What you should do: Using the material that follows, identify and copy each line with the string "epoch".

Provided data:
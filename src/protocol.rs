// =============================================================================
// Control-plane wire protocol between a session and the distribution endpoint
// =============================================================================
//
// JSON-serialized, internally tagged on `type`. Every message carries a
// millisecond epoch `timestamp`.
// =============================================================================

use serde::{Deserialize, Serialize};

use crate::types::{Candle, Timeframe};

/// Current wall-clock time as milliseconds since the UNIX epoch.
pub fn now_ms() -> i64 {
    chrono::Utc::now().timestamp_millis()
}

// =============================================================================
// Client -> server
// =============================================================================

#[derive(Debug, Clone, PartialEq, Serialize, Deserialize)]
#[serde(tag = "type", rename_all = "snake_case")]
pub enum ClientMessage {
    /// Replace the session's subscription for `symbol` with `timeframes`.
    Subscribe {
        symbol: String,
        timeframes: Vec<Timeframe>,
        timestamp: i64,
    },
    /// Drop the session's subscription for `symbol`.
    Unsubscribe { symbol: String, timestamp: i64 },
    /// Heartbeat. Keeps intermediaries from closing an idle connection;
    /// the server answers `pong` without touching the registry.
    Ping { timestamp: i64 },
}

impl ClientMessage {
    pub fn subscribe(symbol: impl Into<String>, timeframes: Vec<Timeframe>) -> Self {
        Self::Subscribe {
            symbol: symbol.into(),
            timeframes,
            timestamp: now_ms(),
        }
    }

    pub fn unsubscribe(symbol: impl Into<String>) -> Self {
        Self::Unsubscribe {
            symbol: symbol.into(),
            timestamp: now_ms(),
        }
    }

    pub fn ping() -> Self {
        Self::Ping {
            timestamp: now_ms(),
        }
    }
}

// =============================================================================
// Server -> client
// =============================================================================

#[derive(Debug, Clone, PartialEq, Serialize, Deserialize)]
#[serde(tag = "type", rename_all = "snake_case")]
pub enum ServerMessage {
    /// Acknowledges a `subscribe`, so the client can distinguish an accepted
    /// subscription from one lost in transit. One ack per request; the ack
    /// itself is not deduplicated.
    SubscriptionConfirmed {
        symbol: String,
        timeframes: Vec<Timeframe>,
        timestamp: i64,
    },
    UnsubscriptionConfirmed { symbol: String, timestamp: i64 },
    Pong { timestamp: i64 },
    PriceUpdate {
        symbol: String,
        price: f64,
        #[serde(skip_serializing_if = "Option::is_none")]
        volume: Option<f64>,
        timestamp: i64,
    },
    KlineUpdate {
        symbol: String,
        interval: Timeframe,
        kline: Candle,
        timestamp: i64,
    },
    OrderbookUpdate {
        symbol: String,
        bids: Vec<[f64; 2]>,
        asks: Vec<[f64; 2]>,
        timestamp: i64,
    },
    TradeUpdate {
        symbol: String,
        price: f64,
        quantity: f64,
        is_buyer_maker: bool,
        timestamp: i64,
    },
}

impl ServerMessage {
    /// The symbol a data message concerns, if any.
    pub fn symbol(&self) -> Option<&str> {
        match self {
            Self::SubscriptionConfirmed { symbol, .. }
            | Self::UnsubscriptionConfirmed { symbol, .. }
            | Self::PriceUpdate { symbol, .. }
            | Self::KlineUpdate { symbol, .. }
            | Self::OrderbookUpdate { symbol, .. }
            | Self::TradeUpdate { symbol, .. } => Some(symbol),
            Self::Pong { .. } => None,
        }
    }
}

#[cfg(test)]
mod tests {
    use super::*;

    #[test]
    fn subscribe_wire_shape() {
        let msg = ClientMessage::Subscribe {
            symbol: "BTCUSDT".into(),
            timeframes: vec![Timeframe::M1, Timeframe::H1],
            timestamp: 1_700_000_000_000,
        };
        let json = serde_json::to_string(&msg).unwrap();
        assert!(json.contains("\"type\":\"subscribe\""));
        assert!(json.contains("\"timeframes\":[\"1m\",\"1h\"]"));

        let back: ClientMessage = serde_json::from_str(&json).unwrap();
        assert_eq!(back, msg);
    }

    #[test]
    fn pong_parses_from_raw_json() {
        let msg: ServerMessage =
            serde_json::from_str(r#"{"type":"pong","timestamp":1700000000000}"#).unwrap();
        assert_eq!(
            msg,
            ServerMessage::Pong {
                timestamp: 1_700_000_000_000
            }
        );
    }

    #[test]
    fn kline_update_roundtrip() {
        let msg = ServerMessage::KlineUpdate {
            symbol: "ETHUSDT".into(),
            interval: Timeframe::M5,
            kline: Candle {
                open_time: 1_700_000_000_000,
                open: 2000.0,
                high: 2010.0,
                low: 1995.0,
                close: 2005.0,
                volume: 12.5,
                close_time: 1_700_000_299_999,
                quote_volume: 25_000.0,
                trades: 42,
                taker_buy_base_volume: 6.0,
                taker_buy_quote_volume: 12_000.0,
            },
            timestamp: 1_700_000_000_500,
        };
        let json = serde_json::to_string(&msg).unwrap();
        assert!(json.contains("\"type\":\"kline_update\""));
        assert!(json.contains("\"interval\":\"5m\""));
        let back: ServerMessage = serde_json::from_str(&json).unwrap();
        assert_eq!(back, msg);
    }

    #[test]
    fn price_update_omits_missing_volume() {
        let msg = ServerMessage::PriceUpdate {
            symbol: "BTCUSDT".into(),
            price: 37000.0,
            volume: None,
            timestamp: 1,
        };
        let json = serde_json::to_string(&msg).unwrap();
        assert!(!json.contains("volume"));
    }

    #[test]
    fn unknown_type_is_rejected() {
        let err = serde_json::from_str::<ClientMessage>(
            r#"{"type":"resubscribe","symbol":"BTCUSDT","timestamp":1}"#,
        );
        assert!(err.is_err());
    }
}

Problem solution:
// millisecond epoch `timestamp`.
/// Current wall-clock time as milliseconds since the UNIX epoch.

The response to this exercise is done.